Two thirds of respondents believed corruption had increased, according to a 2007 survey by the Uganda Bureau of Statistics. One third even believed it had increased a lot. In another survey, cited in the report, almost half of the respondents reported that bribes were more frequently demanded today than five years ago.

Here’s what Kundhavi Kadiresan, the World Bank Country Manager (for Uganda) had to say to the president of Uganda in February 2010:

Your Excellency, corruption in Uganda is endemic and we have seen no signs of improvement.
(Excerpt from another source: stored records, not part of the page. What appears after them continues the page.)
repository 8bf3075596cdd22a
use std::sync::Arc;

use arc_swap::ArcSwap;
use gatehouse_core::SiteConfig;

/// Shared, replaceable site configuration.
///
/// Requests take one [`snapshot`](SiteConfigHandle::snapshot) when they start; an admin
/// change is published with [`replace`](SiteConfigHandle::replace) and is seen by every
/// request that starts afterwards.
#[derive(Debug, Clone)]
pub struct SiteConfigHandle {
    current: Arc<ArcSwap<SiteConfig>>,
}

impl SiteConfigHandle {
    pub fn new(site: SiteConfig) -> Self {
        Self {
            current: Arc::new(ArcSwap::from_pointee(site)),
        }
    }

    pub fn snapshot(&self) -> SiteConfig {
        **self.current.load()
    }

    pub fn replace(&self, site: SiteConfig) {
        tracing::info!(?site, "Site configuration replaced");
        self.current.store(Arc::new(site));
    }
}
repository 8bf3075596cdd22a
pub mod repositories;
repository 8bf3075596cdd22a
use gatehouse_core::{HumanVerifier, RawParams, VerificationOutcome};

/// Used when verification is disabled: every request passes and nothing is sent anywhere.
#[derive(Debug, Clone, Copy, Default)]
pub struct AlwaysHuman;

#[async_trait::async_trait]
impl HumanVerifier for AlwaysHuman {
    async fn challenge(&self, _params: &RawParams) -> VerificationOutcome {
        VerificationOutcome::skipped()
    }
}
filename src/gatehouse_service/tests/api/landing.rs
use gatehouse_core::{AccountHandle, Invite, InviteCode, SiteConfig, domain::params};

use crate::helpers::{TestApp, location, sign_up_form};

#[tokio::test]
async fn autofollow_invite_lands_on_the_inviters_page() {
    let app = TestApp::new(SiteConfig::closed()).await;
    app.invites
        .add_invite(
            Invite::new(InviteCode::parse("ABC123").unwrap(), AccountHandle::new("alice"))
                .with_autofollow(true),
        )
        .await;
    let mut form = sign_up_form("bob@example.com", "bob");
    form.push((params::INVITE_CODE, "ABC123"));

    let created = app.post_registration(&form).await;
    let landing = app.get("/auth/sign_in/landing?invite_code=ABC123").await;

    assert_eq!(location(&created), "/auth/sign_in");
    assert_eq!(landing.status().as_u16(), 303);
    assert_eq!(location(&landing), "/@alice");
}

#[tokio::test]
async fn landing_without_invite_goes_to_the_app() {
    let app = TestApp::new(SiteConfig::open()).await;

    let landing = app.get("/auth/sign_in/landing").await;

    assert_eq!(landing.status().as_u16(), 303);
    assert_eq!(location(&landing), "/web");
}

#[tokio::test]
async fn invite_without_autofollow_goes_to_the_app() {
    let app = TestApp::new(SiteConfig::open()).await;
    app.invites
        .add_invite(Invite::new(
            InviteCode::parse("PLAIN").unwrap(),
            AccountHandle::new("alice"),
        ))
        .await;

    let landing = app.get("/auth/sign_in/landing?invite_code=PLAIN").await;

    assert_eq!(location(&landing), "/web");
}
//! Axum registration routes.

use axum::{
    Form, Json,
    extract::{Query, State},
    http::StatusCode,
    response::{IntoResponse, Response},
};
use gatehouse_adapters::handlers;
use gatehouse_application::FlowError;
use gatehouse_core::{AccountStore, HumanVerifier, InviteStore, RawParams, SessionStore};
use thiserror::Error;

use crate::adapters::{AxumRequest, response_builder};
use crate::state::GatewayState;

/// `GET /auth/sign_up`
#[tracing::instrument(name = "New registration", skip_all)]
pub async fn new_registration<I, A, S, V>(
    State(state): State<GatewayState<I, A, S, V>>,
    request: AxumRequest,
    Query(params): Query<RawParams>,
) -> Response
where
    I: InviteStore + 'static,
    A: AccountStore + 'static,
    S: SessionStore + 'static,
    V: HumanVerifier,
{
    let context = state.context();
    handlers::handle_new(&state.flow, &context, &request, params, response_builder()).await
}

/// `POST /auth`
#[tracing::instrument(name = "Create registration", skip_all)]
pub async fn create<I, A, S, V>(
    State(state): State<GatewayState<I, A, S, V>>,
    request: AxumRequest,
    Form(params): Form<RawParams>,
) -> Result<Response, RegistrationError>
where
    I: InviteStore + 'static,
    A: AccountStore + 'static,
    S: SessionStore + 'static,
    V: HumanVerifier,
{
    let context = state.context();
    let response =
        handlers::handle_create(&state.flow, &context, &request, params, response_builder())
            .await?;
    Ok(response)
}

/// `GET /auth/edit`
#[tracing::instrument(name = "Edit registration", skip_all)]
pub async fn edit<I, A, S, V>(
    State(state): State<GatewayState<I, A, S, V>>,
    request: AxumRequest,
) -> Result<Response, RegistrationError>
where
    I: InviteStore + 'static,
    A: AccountStore + 'static,
    S: SessionStore + 'static,
    V: HumanVerifier,
{
    let context = state.context();
    let response =
        handlers::handle_edit(&state.flow, &context, &request, response_builder()).await?;
    Ok(response)
}

/// `PUT|PATCH /auth`
#[tracing::instrument(name = "Update registration", skip_all)]
pub async fn update<I, A, S, V>(
    State(state): State<GatewayState<I, A, S, V>>,
    request: AxumRequest,
    Form(params): Form<RawParams>,
) -> Result<Response, RegistrationError>
where
    I: InviteStore + 'static,
    A: AccountStore + 'static,
    S: SessionStore + 'static,
    V: HumanVerifier,
{
    let context = state.context();
    let response =
        handlers::handle_update(&state.flow, &context, &request, params, response_builder())
            .await?;
    Ok(response)
}

/// `DELETE /auth`
#[tracing::instrument(name = "Destroy registration", skip_all)]
pub async fn destroy<I, A, S, V>(State(state): State<GatewayState<I, A, S, V>>) -> Response
where
    I: InviteStore + 'static,
    A: AccountStore + 'static,
    S: SessionStore + 'static,
    V: HumanVerifier,
{
    handlers::handle_destroy(&state.flow, response_builder())
}

/// `GET /auth/sign_in/landing`
#[tracing::instrument(name = "Sign-in landing", skip_all)]
pub async fn sign_in_landing<I, A, S, V>(
    State(state): State<GatewayState<I, A, S, V>>,
    Query(params): Query<RawParams>,
) -> Response
where
    I: InviteStore + 'static,
    A: AccountStore + 'static,
    S: SessionStore + 'static,
    V: HumanVerifier,
{
    handlers::handle_sign_in_landing(&state.flow, &params, response_builder()).await
}

/// Errors a registration route cannot turn into a form or a redirect.
#[derive(Debug, Error)]
pub enum RegistrationError {
    #[error("Registration flow failed: {0}")]
    Flow(#[from] FlowError),
}

impl IntoResponse for RegistrationError {
    fn into_response(self) -> Response {
        tracing::error!(error = %self, "Registration request failed");
        let (status, message) = match self {
            RegistrationError::Flow(_) => {
                (StatusCode::INTERNAL_SERVER_ERROR, "Internal Server Error")
            }
        };

        (status, Json(serde_json::json!({ "error": message }))).into_response()
    }
}
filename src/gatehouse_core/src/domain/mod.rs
pub mod account_update;
pub mod admission;
pub mod candidate;
pub mod destination;
pub mod email;
pub mod invite;
pub mod locale;
pub mod params;
pub mod password;
pub mod session;
pub mod site_config;
pub mod username;
pub mod verification;
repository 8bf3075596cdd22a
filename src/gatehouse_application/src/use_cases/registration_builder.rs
use gatehouse_core::{
    ACCOUNT_UPDATE, AccountUpdate, Invite, InviteCode, Locale, PermittedParams, Principal,
    Profile, RawParams, RegistrationCandidate, SIGN_UP, SiteConfig, domain::params,
};
use secrecy::Secret;

/// Ambient request state the builder fills defaults from.
#[derive(Debug, Clone, Copy)]
pub struct BuildContext<'a> {
    pub locale: &'a Locale,
    pub invite: Option<&'a Invite>,
}

/// Turns submitted form parameters into unsaved resources.
pub struct RegistrationResourceBuilder;

impl RegistrationResourceBuilder {
    /// Builds a sign-up candidate.
    ///
    /// Only allow-listed keys are read. Locale comes from the request, the invite code
    /// from the resolved invite when none was typed in, and the profile always exists.
    pub fn build(raw: &RawParams, context: &BuildContext<'_>) -> RegistrationCandidate {
        let mut permitted = permit(&SIGN_UP, raw);

        let mut candidate = RegistrationCandidate {
            email: permitted.take(params::EMAIL).unwrap_or_default(),
            password: permitted.take(params::PASSWORD).map(Secret::new),
            password_confirmation: permitted
                .take(params::PASSWORD_CONFIRMATION)
                .map(Secret::new),
            locale: None,
            invite_code: permitted
                .get(params::INVITE_CODE)
                .and_then(InviteCode::parse),
            profile: permitted
                .take(params::USERNAME)
                .map(|username| Profile { username }),
        };

        if candidate.locale.is_none() {
            candidate.locale = Some(context.locale.clone());
        }

        if candidate.invite_code.is_none() {
            candidate.invite_code = context.invite.map(|invite| invite.code().clone());
        }

        if candidate.profile.is_none() {
            candidate.profile = Some(Profile::default());
        }

        candidate
    }

    /// Builds the changes a principal submitted for their own record.
    ///
    /// When identities are managed externally and the principal has no local password,
    /// any password change is dropped so one can't be created through this form.
    pub fn build_update(raw: &RawParams, principal: &Principal, site: &SiteConfig) -> AccountUpdate {
        let mut permitted = permit(&ACCOUNT_UPDATE, raw);

        let mut update = AccountUpdate {
            email: permitted.take(params::EMAIL),
            password: permitted.take(params::PASSWORD).map(Secret::new),
            password_confirmation: permitted
                .take(params::PASSWORD_CONFIRMATION)
                .map(Secret::new),
            current_password: permitted.take(params::CURRENT_PASSWORD).map(Secret::new),
            username: permitted.take(params::USERNAME),
        };

        if site.external_identity_auth_mode && !principal.has_local_credential {
            if update.password.is_some() {
                tracing::debug!(principal_id = %principal.id, "Ignoring password change for external identity");
            }
            update.discard_password();
        }

        update
    }
}

fn permit(schema: &gatehouse_core::ParamSchema, raw: &RawParams) -> PermittedParams {
    let permitted = schema.permit(raw);
    if !permitted.unpermitted().is_empty() {
        tracing::debug!(keys = ?permitted.unpermitted(), "Unpermitted parameters");
    }
    permitted
}
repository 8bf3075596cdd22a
use secrecy::{ExposeSecret, Secret};
use thiserror::Error;

pub const MIN_PASSWORD_LENGTH: usize = 8;
pub const MAX_PASSWORD_LENGTH: usize = 72;

#[derive(Debug, Error, Clone, PartialEq, Eq)]
pub enum PasswordError {
    #[error("can't be blank")]
    Blank,
    #[error("is too short (minimum is {MIN_PASSWORD_LENGTH} characters)")]
    TooShort,
    #[error("is too long (maximum is {MAX_PASSWORD_LENGTH} characters)")]
    TooLong,
}

/// A password that satisfies the length policy.
#[derive(Debug, Clone)]
pub struct Password(Secret<String>);

impl TryFrom<Secret<String>> for Password {
    type Error = PasswordError;

    fn try_from(value: Secret<String>) -> Result<Self, Self::Error> {
        let length = value.expose_secret().chars().count();
        match length {
            0 => Err(PasswordError::Blank),
            n if n < MIN_PASSWORD_LENGTH => Err(PasswordError::TooShort),
            n if n > MAX_PASSWORD_LENGTH => Err(PasswordError::TooLong),
            _ => Ok(Self(value)),
        }
    }
}

impl AsRef<Secret<String>> for Password {
    fn as_ref(&self) -> &Secret<String> {
        &self.0
    }
}

impl PartialEq for Password {
    fn eq(&self, other: &Self) -> bool {
        self.0.expose_secret() == other.0.expose_secret()
    }
}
The costs of corruption, stealing and leakages are staggering: $1.6 million lost in the global fund to fight aids, tuberculosis and malaria; $4.6 million lost in the GAVI immunization scam; at least $27 million lost in connection with CHOGM; billions of Shillings lost in the NAADS scam and the NSSF Temangalo scandal; and the loss in procurement corruption is estimated by the PPDA to be more than $100m per year.

Billions upon billions of shillings lost, misappropriated, stolen, or unaccounted for – while people die in hospitals due to lack of drugs, there is widespread poverty, teachers are underpaid, and the quality of education being provided in our underfunded schools is appalling.

Uganda Police:

police in uganda

Corruption also runs deep within Ugandan law enforcement:

The Uganda Police Force has been found to be the most bribery-prone institution compared to other forces in the five East African Community partner states, according to the latest East Africa Bribery Index, carried out by Transparency International.
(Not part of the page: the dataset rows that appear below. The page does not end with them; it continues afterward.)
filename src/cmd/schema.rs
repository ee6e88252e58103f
//! Schema command - print the expected input columns and the output layout

use crate::core::{CsvField, SourceRecord};
use crate::holistor::OUTPUT_COLUMNS;
use clap::Args;

#[derive(Args, Debug)]
pub struct SchemaCommand {
    /// What to print
    #[arg(value_enum, default_value = "input-fields")]
    format: SchemaFormat,
}

#[derive(Debug, Clone, Copy, clap::ValueEnum)]
pub enum SchemaFormat {
    /// Header names read from the "Recibidos" export
    InputColumns,
    /// Input column descriptions
    InputFields,
    /// Header row of the Holistor import file
    OutputColumns,
}

impl SchemaCommand {
    pub fn exec(&self) -> anyhow::Result<()> {
        match self.format {
            SchemaFormat::InputColumns => {
                let names: Vec<_> = SourceRecord::csv_schema().iter().map(|f| f.name).collect();
                println!("{}", names.join(";"));
            }
            SchemaFormat::InputFields => print_input_fields(SourceRecord::csv_schema()),
            SchemaFormat::OutputColumns => println!("{}", OUTPUT_COLUMNS.join(",")),
        }
        Ok(())
    }
}

fn print_input_fields(fields: &[CsvField]) {
    println!("Recibidos Input Format");
    println!("======================");
    println!();
    for field in fields {
        let req = if field.required { "required" } else { "optional" };
        println!("{:22} ({:8})  {}", field.name, req, field.description);
        if !field.aliases.is_empty() {
            println!("{:22}  also read as: {}", "", field.aliases.join(", "));
        }
    }
    println!();
    println!("Input is the first worksheet of an .xlsx/.xls/.ods file, or delimited text.");
    println!("Amounts accept 1234.56, 1.234,56 and 1,234.56; unreadable cells count as 0.");
}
Criminals, especially those who embezzle public funds, are thus very rarely brought to book.

Oil:

In 2009 TULLOW OIL, an Anglo-Irish exploration firm, announced that Uganda has 700m barrels of proven reserves. Within a few years Uganda could be producing 100,000-150,000 barrels a day  – worth billions of dollars annually.

However, already, the oil sector has been plagued with allegations of bribery already – even before a single drop has been exported. Many are of the view that Uganda is probably going to suffer what some call the Oil Curse.
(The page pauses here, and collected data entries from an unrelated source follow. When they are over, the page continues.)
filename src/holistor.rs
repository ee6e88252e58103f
//! Holistor import layout

use crate::core::OutputRow;
use crate::money::{format_amount, format_rate};
use rust_decimal::prelude::ToPrimitive;
use rust_decimal::Decimal;
use rust_xlsxwriter::{Format, Workbook};
use serde::Serialize;
use std::io::Write;
use tabled::Tabled;

/// Document type code for a CUIT.
pub const CUIT_DOCUMENT_TYPE: u32 = 80;

/// Worksheet name of the xlsx import file.
pub const SHEET_NAME: &str = "Salida";

/// Column positions in [`OUTPUT_COLUMNS`].
const ISSUER_DOCUMENT_TYPE_COLUMN: u16 = 8;
const EXCHANGE_RATE_COLUMN: u16 = 12;
const RATE_COLUMN: u16 = 14;
/// Neto, IVA, Ex/Ng, Otros Conceptos and Total follow in that order.
pub const FIRST_AMOUNT_COLUMN: usize = 15;

const AMOUNT_FORMAT: &str = "#,##0.00";
const RATE_FORMAT: &str = "0.000";
const AMOUNT_COLUMN_WIDTH: f64 = 15.0;

/// Header row of the import file. The downstream import matches columns by
/// name and position.
pub const OUTPUT_COLUMNS: &[&str] = &[
    "Fecha Emisión",
    "Fecha Recepción",
    "Concepto",
    "Tipo",
    "Letra",
    "Punto de Venta",
    "Número Desde",
    "Número Hasta",
    "Tipo Doc. Emisor",
    "Nro. Doc. Emisor",
    "Denominación Emisor",
    "Condición Fiscal",
    "Tipo Cambio",
    "Moneda",
    "Alicuota",
    "Neto",
    "IVA",
    "Ex/Ng",
    "Otros Conceptos",
    "Total",
];

/// Output row formatted for the import file and the preview table.
#[derive(Debug, Clone, PartialEq, Eq, Serialize, Tabled)]
pub struct HolistorRow {
    #[serde(rename = "Fecha Emisión")]
    #[tabled(rename = "Fecha Emisión")]
    pub issue_date: String,
    #[serde(rename = "Fecha Recepción")]
    #[tabled(rename = "Fecha Recepción")]
    pub reception_date: String,
    #[serde(rename = "Concepto")]
    #[tabled(rename = "Concepto")]
    pub concept: String,
    #[serde(rename = "Tipo")]
    #[tabled(rename = "Tipo")]
    pub document_type: String,
    #[serde(rename = "Letra")]
    #[tabled(rename = "Letra")]
    pub letter: String,
    #[serde(rename = "Punto de Venta")]
    #[tabled(rename = "Punto de Venta")]
    pub sales_point: String,
    #[serde(rename = "Número Desde")]
    #[tabled(rename = "Número Desde")]
    pub number_from: String,
    #[serde(rename = "Número Hasta")]
    #[tabled(rename = "Número Hasta")]
    pub number_to: String,
    #[serde(rename = "Tipo Doc. Emisor")]
    #[tabled(rename = "Tipo Doc. Emisor")]
    pub issuer_document_type: u32,
    #[serde(rename = "Nro. Doc. Emisor")]
    #[tabled(rename = "Nro. Doc. Emisor")]
    pub issuer_tax_id: String,
    #[serde(rename = "Denominación Emisor")]
    #[tabled(rename = "Denominación Emisor")]
    pub issuer_name: String,
    #[serde(rename = "Condición Fiscal")]
    #[tabled(rename = "Condición Fiscal")]
    pub tax_condition: String,
    #[serde(rename = "Tipo Cambio")]
    #[tabled(rename = "Tipo Cambio")]
    pub exchange_rate: String,
    #[serde(rename = "Moneda")]
    #[tabled(rename = "Moneda")]
    pub currency: String,
    #[serde(rename = "Alicuota")]
    #[tabled(rename = "Alicuota")]
    pub rate: String,
    #[serde(rename = "Neto")]
    #[tabled(rename = "Neto")]
    pub net: String,
    #[serde(rename = "IVA")]
    #[tabled(rename = "IVA")]
    pub vat: String,
    #[serde(rename = "Ex/Ng")]
    #[tabled(rename = "Ex/Ng")]
    pub exempt_or_untaxed: String,
    #[serde(rename = "Otros Conceptos")]
    #[tabled(rename = "Otros Conceptos")]
    pub other_concepts: String,
    #[serde(rename = "Total")]
    #[tabled(rename = "Total")]
    pub total: String,
}

impl From<&OutputRow> for HolistorRow {
    fn from(row: &OutputRow) -> Self {
        let header = &row.header;
        HolistorRow {
            issue_date: header.date.clone(),
            reception_date: header.date.clone(),
            concept: header.description.clone(),
            document_type: row.classification.document_type.code().to_string(),
            letter: row.classification.letter.clone(),
            sales_point: header.sales_point.clone(),
            number_from: header.number_from.clone(),
            number_to: header.number_to.clone(),
            issuer_document_type: CUIT_DOCUMENT_TYPE,
            issuer_tax_id: header.issuer_tax_id.clone(),
            issuer_name: header.issuer_name.clone(),
            tax_condition: row.tax_condition.code().to_string(),
            exchange_rate: header.exchange_rate.to_string(),
            currency: header.currency_code.clone(),
            rate: format_rate(row.bracket.rate()),
            net: format_amount(row.net_amount),
            vat: format_amount(row.vat_amount),
            exempt_or_untaxed: format_amount(row.exempt_or_untaxed_amount),
            other_concepts: format_amount(row.other_concepts_amount),
            total: format_amount(row.total_amount),
        }
    }
}

/// Write the import file, header row first.
pub fn write_csv<W: Write>(rows: &[OutputRow], writer: W) -> anyhow::Result<()> {
    let mut wtr = csv::Writer::from_writer(writer);
    for row in rows {
        wtr.serialize(HolistorRow::from(row))?;
    }
    wtr.flush()?;
    Ok(())
}

/// Build the xlsx import file. Amounts, the rate and the exchange rate are
/// written as numbers; amounts carry a `#,##0.00` display format.
pub fn xlsx_bytes(rows: &[OutputRow]) -> anyhow::Result<Vec<u8>> {
    let amount_format = Format::new().set_num_format(AMOUNT_FORMAT);
    let rate_format = Format::new().set_num_format(RATE_FORMAT);

    let mut workbook = Workbook::new();
    let sheet = workbook.add_worksheet();
    sheet.set_name(SHEET_NAME)?;

    for (col, name) in OUTPUT_COLUMNS.iter().enumerate() {
        sheet.write_string(0, col as u16, *name)?;
    }
    for col in FIRST_AMOUNT_COLUMN..OUTPUT_COLUMNS.len() {
        sheet.set_column_width(col as u16, AMOUNT_COLUMN_WIDTH)?;
    }

    for (i, row) in rows.iter().enumerate() {
        let line = i as u32 + 1;
        let text = HolistorRow::from(row);
        let strings = [
            (0, &text.issue_date),
            (1, &text.reception_date),
            (2, &text.concept),
            (3, &text.document_type),
            (4, &text.letter),
            (5, &text.sales_point),
            (6, &text.number_from),
            (7, &text.number_to),
            (9, &text.issuer_tax_id),
            (10, &text.issuer_name),
            (11, &text.tax_condition),
            (13, &text.currency),
        ];
        for (col, value) in strings {
            sheet.write_string(line, col, value.as_str())?;
        }

        sheet.write_number(line, ISSUER_DOCUMENT_TYPE_COLUMN, text.issuer_document_type)?;
        sheet.write_number(line, EXCHANGE_RATE_COLUMN, to_f64(row.header.exchange_rate))?;
        sheet.write_number_with_format(line, RATE_COLUMN, to_f64(row.bracket.rate()), &rate_format)?;

        let amounts = [
            row.net_amount,
            row.vat_amount,
            row.exempt_or_untaxed_amount,
            row.other_concepts_amount,
            row.total_amount,
        ];
        for (offset, amount) in amounts.into_iter().enumerate() {
            let col = (FIRST_AMOUNT_COLUMN + offset) as u16;
            sheet.write_number_with_format(line, col, to_f64(amount), &amount_format)?;
        }
    }

    Ok(workbook.save_to_buffer()?)
}

fn to_f64(amount: Decimal) -> f64 {
    amount.to_f64().unwrap_or_default()
}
Looking at the current political situation in Uganda, with massive corruption and lack of accountability, its fair to assume that this oil wealth will not be channeled towards helping the country develop – rather, the wealth will most likely be exploited by a few in the ruling class. There are far too many examples of scenarios like this playing out elsewhere in Africa, such as Gabon.

WE NEED A SOLUTION:

So… what’s the solution?

Civil society groups, and also the international donor community, have all made calls for increased transparency and better governance as the way to curb corruption in Uganda. These appeals have been made for the last 20 or so years, but corruption seems to be getting worse with time.

Will continuing to press hard with calls for transparency and better governance eventually yield fruit? Or is it time for a new approach? Is a new strategy needed? Might it help to try to look into what might be the SOURCE of corruption, so that we instead deal with its cause rather than the symptoms? Might culture have anything to do with it? Or is it education? Is it a question of having appropriate systems? Do we need new laws?

This is what we want to discuss!


If you are an open minded person whose opinions are formed on the basis of science, logic, and reason and are interested in meeting like-minded individuals – you are welcome to join us at the meeting.

The October 2011 Freethinkers’ Night is going to take place on Thursday, 27th October, at 4 Points Bar & Restaurant, Centenary Park, Kampala, starting 6PM. Entrance is FREE.